[sldev] Question: Replacing current group chat with XMPP?
Dahlia Trimble
dahliatrimble at gmail.com
Wed Sep 10 10:47:22 PDT 2008
On Wed, Sep 10, 2008 at 9:24 AM, David M Chess <chess at us.ibm.com> wrote:
>
> > From: "Dahlia Trimble" <dahliatrimble at gmail.com>
>
> >I'm not sure of the relevance to this discussion, but I've often been
> >intrigued by some of the user numbers I see on IRC networks. Here's a
> quick
> >sample taken a moment ago from freenode:
> >
> >Total channels:5197
> >Top 3 channels by *currently logged in* users:
> >#ubuntu 1362
> >#gentoo 933
> >#debian 819
> >
> >What does this mean, other than freenode is dominated by geeks? It could
> >mean that they have solved some of the scalability problems with the IRC
> >model and it can serve as a reference.
>
>
> If I'm understanding what Zero said correctly, the problem with IRC scaling
> to SL levels wasn't the number of people concurrently logged into a group so
> much as it was the number of groups that each person was concurrently logged
> into. And I think that's a rather fundamental difference between the
> use-cases: I believe the average IRC user is only in a few channels at a
> time (heavy IRC users are invited to comment on that!), whereas in the SL
> model one is currently in like 25 at a time, and even when we fix things so
> that groups that don't need chat channels don't have them, we'll also be
> raising the 25-group limit, so I expect that 25-at-once will continue to be
> pretty typical.
I don't know if the IRC model is applicable to SL, but from my experience as
a somewhat heavy IRC user, I just dont see any of the group chat problems
that SL sees and I haven't seen any evidence that the SL *logged in* user
and message volume is greater, if anything I would believe the IRC volume is
much higher.
>From what little I know of IRC architecture, each server can serve a limited
amount of users and also forwards messages to other servers in a star
configuration. I'm having a hard time envisioning a system that could scale
better than that by just throwing hardware at it as seems possible with the
IRC model. I imagine that each server could give a higher priority to
forwarding messages to other servers if system loads were to peak.
There may be other reasons why the IRC model is inadequate for SL type
messaging, but I just can't find any evidence to support the scalability or
volume arguments.
> (And suggesting that SL residents just change their habits so that they
> *aren't* listening for anything that anyone might say in an of 25 group
> channels is a non-starter for me. Seems like a perfectly plausible way to
> use the system, it's the way that *I* want to use the system, and I don't
> want to say that the users have to change because we aren't smart enough to
> find a way to meet their expectations.)
I'm usually at my 25 group peak and I just don't see high message volumes,
even though I am suscribed to several of the high-membership groups you
listed earlier in the thread.
>
>
> >I'd love to see an IRC client built into the viewer.

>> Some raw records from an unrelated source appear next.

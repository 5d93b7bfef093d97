/*
 * Copyright (c) 2024. Govcraft
 *
 * Licensed under either of
 *   * Apache License, Version 2.0 (the "License");
 *     you may not use this file except in compliance with the License.
 *     You may obtain a copy of the License at http://www.apache.org/licenses/LICENSE-2.0
 *   * MIT license: http://opensource.org/licenses/MIT
 *
 * Unless required by applicable law or agreed to in writing, software
 * distributed under the License is distributed on an "AS IS" BASIS,
 * WITHOUT WARRANTIES OR CONDITIONS OF ANY KIND, either express or implied.
 * See the applicable License for the specific language governing permissions and
 * limitations under that License.
 */

use std::fmt;
use std::sync::Arc;

use indexmap::{IndexMap, IndexSet};
use thiserror::Error;
use tracing::{debug, instrument, trace};

use crate::contract::ActorInstance;
use crate::ir::{ClassIr, LoweredProtocol, MethodKind, Role};

/// Identifies one actor of an [`ActorTree`].
#[derive(Debug, Clone, Copy, PartialEq, Eq, Hash, PartialOrd, Ord)]
pub struct ActorId(u64);

impl ActorId {
    /// The raw id.
    pub fn get(self) -> u64 {
        self.0
    }
}

impl fmt::Display for ActorId {
    fn fmt(&self, f: &mut fmt::Formatter<'_>) -> fmt::Result {
        write!(f, "#{}", self.0)
    }
}

/// Why a lifetime operation was refused.
#[allow(missing_docs)]
#[derive(Debug, Clone, PartialEq, Eq, Error)]
pub enum LifetimeError {
    #[error("no actor {0}")]
    UnknownActor(ActorId),

    #[error("protocol `{0}` was never registered")]
    UnknownProtocol(String),

    #[error("actor {id} is dead")]
    Dead { id: ActorId },

    #[error("`{manager}` does not manage `{protocol}`")]
    NotManaged { manager: String, protocol: String },
}

#[derive(Debug, Clone)]
struct Node {
    actor: ActorInstance,
    manager: Option<ActorId>,
    managed: IndexSet<ActorId>,
}

/// Manager and managed actor lifetimes.
///
/// A manager owns every actor it constructs. Destroying it destroys all of its
/// live managed actors first, depth-first, each exactly once. Destroyed actors
/// leave the tree; only their ids are remembered.
#[derive(Debug, Clone, Default)]
pub struct ActorTree {
    classes: IndexMap<String, [Arc<ClassIr>; 2]>,
    nodes: IndexMap<ActorId, Node>,
    destroyed: IndexSet<ActorId>,
    next_id: u64,
}

impl ActorTree {
    /// An empty tree.
    pub fn new() -> Self {
        Self::default()
    }

    /// Makes the classes of `protocol` available to spawn and construct.
    pub fn register(&mut self, protocol: &LoweredProtocol) {
        let classes = [
            Arc::new(protocol.parent().clone()),
            Arc::new(protocol.child().clone()),
        ];
        self.classes.insert(protocol.protocol.clone(), classes);
    }

    fn class(&self, protocol: &str, role: Role) -> Result<Arc<ClassIr>, LifetimeError> {
        self.classes
            .get(protocol)
            .map(|classes| Arc::clone(&classes[role.index()]))
            .ok_or_else(|| LifetimeError::UnknownProtocol(protocol.to_string()))
    }

    fn insert(&mut self, class: Arc<ClassIr>, manager: Option<ActorId>) -> ActorId {
        self.next_id += 1;
        let id = ActorId(self.next_id);
        self.nodes.insert(
            id,
            Node {
                actor: ActorInstance::new(class),
                manager,
                managed: IndexSet::new(),
            },
        );
        id
    }

    fn node(&self, id: ActorId) -> Result<&Node, LifetimeError> {
        match self.nodes.get(&id) {
            Some(node) => Ok(node),
            None if self.destroyed.contains(&id) => Err(LifetimeError::Dead { id }),
            None => Err(LifetimeError::UnknownActor(id)),
        }
    }

    /// Spawns an actor without a manager.
    pub fn spawn_root(&mut self, protocol: &str, role: Role) -> Result<ActorId, LifetimeError> {
        let class = self.class(protocol, role)?;
        let id = self.insert(class, None);
        debug!(%id, protocol, role = %role, "spawned root actor");
        Ok(id)
    }

    /// Constructs an actor of `protocol` owned by `manager`, on the manager's side.
    ///
    /// The manager's class must declare the matching construct stub.
    pub fn construct(&mut self, manager: ActorId, protocol: &str) -> Result<ActorId, LifetimeError> {
        let node = self.node(manager)?;
        if node.actor.is_dead() {
            return Err(LifetimeError::Dead { id: manager });
        }
        let manager_class = node.actor.class();
        let class = self.class(protocol, manager_class.role)?;
        let managed_name = class.qualified_name();
        let declared = manager_class.methods.iter().any(|m| {
            m.kind == MethodKind::Construct && m.managed.as_deref() == Some(managed_name.as_str())
        });
        if !declared {
            return Err(LifetimeError::NotManaged {
                manager: manager_class.qualified_name(),
                protocol: protocol.to_string(),
            });
        }

        let id = self.insert(class, Some(manager));
        if let Some(node) = self.nodes.get_mut(&manager) {
            node.managed.insert(id);
        }
        debug!(%id, %manager, protocol, "constructed managed actor");
        Ok(id)
    }

    /// Destroys `id` and every live actor it manages, returning the destroyed
    /// ids managed actors first.
    ///
    /// Destroying an actor that is already dead destroys nothing.
    #[instrument(skip(self), level = "debug")]
    pub fn destroy(&mut self, id: ActorId) -> Result<Vec<ActorId>, LifetimeError> {
        if self.destroyed.contains(&id) {
            trace!("already destroyed");
            return Ok(Vec::new());
        }
        let manager = self.node(id)?.manager;
        let mut destroyed = Vec::new();
        self.destroy_subtree(id, &mut destroyed);
        if let Some(node) = manager.and_then(|m| self.nodes.get_mut(&m)) {
            node.managed.shift_remove(&id);
        }
        debug!(count = destroyed.len(), remaining = self.nodes.len(), "destroyed actors");
        Ok(destroyed)
    }

    fn destroy_subtree(&mut self, id: ActorId, destroyed: &mut Vec<ActorId>) {
        let managed: Vec<ActorId> = match self.nodes.get(&id) {
            Some(node) => node.managed.iter().copied().collect(),
            None => return,
        };
        for child in managed {
            self.destroy_subtree(child, destroyed);
        }
        if let Some(mut node) = self.nodes.shift_remove(&id) {
            if node.actor.destroy() {
                destroyed.push(id);
            }
            self.destroyed.insert(id);
        }
    }

    /// The actor behind `id`, `None` once it has been destroyed.
    pub fn actor(&self, id: ActorId) -> Option<&ActorInstance> {
        self.nodes.get(&id).map(|node| &node.actor)
    }

    /// Mutable access to the actor behind `id`, to fire its stubs.
    pub fn actor_mut(&mut self, id: ActorId) -> Option<&mut ActorInstance> {
        self.nodes.get_mut(&id).map(|node| &mut node.actor)
    }

    /// Returns `true` if `id` exists and is not dead.
    pub fn is_alive(&self, id: ActorId) -> bool {
        self.actor(id).is_some_and(|actor| !actor.is_dead())
    }

    /// The manager of `id`.
    pub fn manager(&self, id: ActorId) -> Option<ActorId> {
        self.nodes.get(&id).and_then(|node| node.manager)
    }

    /// Live actors managed by `id`, in construction order.
    pub fn managed(&self, id: ActorId) -> Vec<ActorId> {
        self.nodes
            .get(&id)
            .map(|node| {
                node.managed
                    .iter()
                    .copied()
                    .filter(|child| self.is_alive(*child))
                    .collect()
            })
            .unwrap_or_default()
    }

    /// Number of live actors.
    pub fn live_count(&self) -> usize {
        self.nodes.values().filter(|node| !node.actor.is_dead()).count()
    }
}

#[cfg(test)]
mod tests {
    use super::*;
    use crate::ast::{Direction, Loc, ManagerStmt, ManagesStmt, MessageDecl, Program, Protocol, ProtocolInclude, TranslationUnit};
    use crate::common::{CompilerConfig, ProtocolCompiler};

    fn tree() -> anyhow::Result<ActorTree> {
        let mut manager = Protocol::new(Loc::new("PM.ipdl", 1), "PM");
        manager.add_manages([ManagesStmt::new(Loc::new("PM.ipdl", 2), "PC")]);
        manager.add_messages([MessageDecl::new(Loc::new("PM.ipdl", 3), "Hi", Direction::Out)]);
        let mut m_unit = TranslationUnit::new("PM.ipdl", manager);
        m_unit.add_protocol_include(ProtocolInclude::new(Loc::new("PM.ipdl", 1), "PC.ipdl"));

        let mut managed = Protocol::new(Loc::new("PC.ipdl", 1), "PC");
        managed.set_manager(ManagerStmt::new(Loc::new("PC.ipdl", 2), "PM"));
        managed.add_messages([MessageDecl::new(Loc::new("PC.ipdl", 3), "Yo", Direction::In)]);
        let c_unit = TranslationUnit::new("PC.ipdl", managed);

        let program = Program::new().with_unit(m_unit).with_unit(c_unit);
        let output = ProtocolCompiler::new(CompilerConfig::default()).compile(&program);
        anyhow::ensure!(output.ok(), "compile failed: {:?}", output.failed);

        let mut tree = ActorTree::new();
        for protocol in &output.lowered {
            tree.register(protocol);
        }
        Ok(tree)
    }

    #[test]
    fn destroying_the_manager_cascades_once() -> anyhow::Result<()> {
        let mut tree = tree()?;
        let m = tree.spawn_root("PM", Role::Parent)?;
        let c1 = tree.construct(m, "PC")?;
        let c2 = tree.construct(m, "PC")?;
        assert_eq!(tree.managed(m), vec![c1, c2]);

        assert_eq!(tree.destroy(c1)?, vec![c1]);
        assert_eq!(tree.managed(m), vec![c2]);
        assert_eq!(tree.destroy(m)?, vec![c2, m]);
        assert!(tree.destroy(c2)?.is_empty());
        assert_eq!(tree.live_count(), 0);
        Ok(())
    }

    #[test]
    fn destroyed_actors_leave_the_tree() -> anyhow::Result<()> {
        let mut tree = tree()?;
        let m = tree.spawn_root("PM", Role::Parent)?;
        for _ in 0..3 {
            let c = tree.construct(m, "PC")?;
            tree.destroy(c)?;
            assert!(tree.actor(c).is_none());
            assert!(tree.destroy(c)?.is_empty());
        }
        assert!(tree.managed(m).is_empty());
        assert_eq!(tree.nodes.len(), 1);
        assert_eq!(tree.nodes.get(&m).map(|node| node.managed.len()), Some(0));

        tree.destroy(m)?;
        assert!(tree.nodes.is_empty());
        assert_eq!(tree.destroyed.len(), 4);
        Ok(())
    }

    #[test]
    fn managed_protocol_cannot_construct_its_manager() -> anyhow::Result<()> {
        let mut tree = tree()?;
        let m = tree.spawn_root("PM", Role::Child)?;
        let c = tree.construct(m, "PC")?;
        assert_eq!(tree.manager(c), Some(m));
        assert!(matches!(
            tree.construct(c, "PM"),
            Err(LifetimeError::NotManaged { .. })
        ));
        assert_eq!(
            tree.construct(m, "PNope"),
            Err(LifetimeError::UnknownProtocol("PNope".into()))
        );
        Ok(())
    }

    #[test]
    fn dead_manager_constructs_nothing() -> anyhow::Result<()> {
        let mut tree = tree()?;
        let m = tree.spawn_root("PM", Role::Parent)?;
        tree.destroy(m)?;
        assert_eq!(tree.construct(m, "PC"), Err(LifetimeError::Dead { id: m }));
        Ok(())
    }
}
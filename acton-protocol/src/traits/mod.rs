//! Traits at the seams of the compiler.
//!
//! *   [`Backend`]: Turns a lowered class into target text. Backends live outside
//!     this crate; [`IrDump`] is the canonical text dump used to compare lowerings.

/*
 * Copyright (c) 2024. Govcraft
 *
 * Licensed under either of
 *   * Apache License, Version 2.0 (the "License");
 *     you may not use this file except in compliance with the License.
 *     You may obtain a copy of the License at http://www.apache.org/licenses/LICENSE-2.0
 *   * MIT license: http://opensource.org/licenses/MIT
 *
 * Unless required by applicable law or agreed to in writing, software
 * distributed under the License is distributed on an "AS IS" BASIS,
 * WITHOUT WARRANTIES OR CONDITIONS OF ANY KIND, either express or implied.
 * See the applicable License for the specific language governing permissions and
 * limitations under that License.
 */


// --- Public Re-exports ---
pub use backend::{Backend, IrDump};

// --- Submodules ---

/// Defines the [`Backend`] trait and [`IrDump`].
mod backend;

Currently I can use a
> >web based irc client inside the viewer's browser window, but it takes far
> >more screen real estate than it needs. Then again, the communicate window
> >also takes far more screen real estate than it needs :(
>
>
> I hope that's slightly tongue-in-cheek. :) Or else people are going to
> start advocating for email / AIM / WoW clients built into the viewer, too,
> for the same reasons. :)
>
I wish it was tongue-in-cheek, but I am a heavy IRC user and so far it's the
only way I can reliably communicate with others when SL's system fails, or
if I want to message people on other grids.